Les exportations au départ du Brésil vont bon train et la compétition entre les maïs de la mer Noire et ceux de l’Amérique du Sud est forte. Ces évolutions impactent les prix français qui perdent à nouveau 1 €/t sur la façade atlantique (à 151,25 €/t). En effet, face aux maïs importés du Brésil et d’Ukraine, le manque de compétitivité des maïs français à destination des autres pays européens reste un facteur de pression baissière.

Le dynamisme des ventes à l’international soutient très légèrement la fève

Les cours de la fève de soja US ont à peine progressé sur la Bourse de Chicago (+1 $/t à 356 $/t). Après avoir fléchi au début de la semaine sous l’effet de ventes techniques, les cours se sont vite redressés. Ils ont en effet été soutenus par la publication de l’USDA qui a très légèrement dégradé son pronostic concernant l’état des cultures. Parallèlement, la récolte qui vient tout juste de démarrer affiche un faible rythme par rapport aux campagnes précédentes à date égale. Autre facteur majeur de soutien des prix : l’administration US a annoncé la vente d’importants volumes de soja au milieu de la semaine.

Légère baisse du colza UE ; hausse du canola

La baisse du prix de l’huile de palme malaisienne a légèrement pesé sur les cours du colza européen. Le rendu Rouen a ainsi cédé 1 €/t (à 357 €/t) sur une semaine. Le Fob Moselle affiche, quant à lui, une baisse de 1,5 €/t (à 366 €/t), tandis que les cotations sur Euronext ont reculé de 1 €/t (à 367 €/t) sur la même période. La bonne progression de la récolte de tournesol fait aussi pression sur les cours du colza dans la mesure où certains opérateurs pourraient être contraints de vendre des stocks de colza afin de libérer de la place dans les silos. Signalons que la légère révision en baisse du rendement UE publiée par la Commission européenne au début de la semaine (à 3,25 t/ha) ne semble pas avoir impacté significativement les cotations du colza UE.

Les cours du canola canadien exprimés en devise locale affichent une légère progression sur une semaine (+3,5 $/t). Malgré la hausse des prévisions de production du Statcan (19,7 Mt contre 18,2 Mt précédemment), le marché semble en effet préoccupé par les mauvaises conditions climatiques qui ralentissent les récoltes dans les plaines canadiennes.
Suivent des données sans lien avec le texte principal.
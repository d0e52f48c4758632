use async_trait::async_trait;

use crate::{
    domain::{ChannelId, GroupId, MessageRef, Thread, Ts, UserId},
    messaging::types::ReactionOutcome,
    Result,
};

/// Outbound chat platform port.
///
/// Slack is the only implementation; the forwarder and the authorization gate
/// depend on this trait so they can be exercised with in-memory fakes.
#[async_trait]
pub trait ChatPlatform: Send + Sync {
    /// Root message plus replies, oldest first.
    async fn fetch_thread(&self, channel: &ChannelId, root_ts: &Ts) -> Result<Thread>;

    /// Post `text` to `channel`, optionally as a reply under `thread_ts`.
    /// Returns the timestamp assigned to the new message.
    async fn post_message(
        &self,
        channel: &ChannelId,
        text: &str,
        thread_ts: Option<&Ts>,
    ) -> Result<Ts>;

    async fn list_group_members(&self, group: &GroupId) -> Result<Vec<UserId>>;

    async fn add_reaction(&self, msg: &MessageRef, name: &str) -> Result<ReactionOutcome>;
}

/// Per-event acknowledgment handle.
///
/// Consumed on use so each inbound event is acknowledged at most once.
#[async_trait]
pub trait EventAck: Send {
    async fn ack(self) -> Result<()>;
}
Exprimé en dollars US, le prix du canola accuse néanmoins une légère baisse (–2 $/t à 398 $/t) qui s’explique par l’affaiblissement de la monnaie canadienne.

Les prix du tournesol à Saint-Nazaire ont cédé 10 €/t sur une semaine (à 320 €/t), un repli qui s’explique par le bon avancement de la moisson et les bonnes perspectives de production. La récolte est presque terminée dans l’est de l’UE. Elle est par ailleurs bien entamée en mer Noire où les volumes récoltés devraient atteindre des niveaux proches de 2016. Seul bémol : les premiers rendements en Ukraine sont un peu décevants. Des révisions en baisse de la récolte pourraient inquiéter les opérateurs et bousculer les prix. Il convient donc de suivre avec attention l’évolution de la situation.

Légère revalorisation des tourteaux UE

Les prix du tourteau de soja sont restés globalement stables à Chicago, à 341 $/t, la fève ayant à peine varié sur une semaine. Les tourteaux ont toutefois gagné 2 €/t à Montoir malgré la légère remontée de l’euro.

Par ailleurs, le pois départ Marne recule encore cette semaine (–6 €/t à 190 €/t), du fait des bonnes disponibilités.

À SUIVRE : rapport de compétitivité France-mer Noire, récoltes de maïs de l’hémisphère Nord, récolte de blé de l’hémisphère Sud, production et ventes US de soja, moisson canadienne de canola, récolte ukrainienne de tournesol.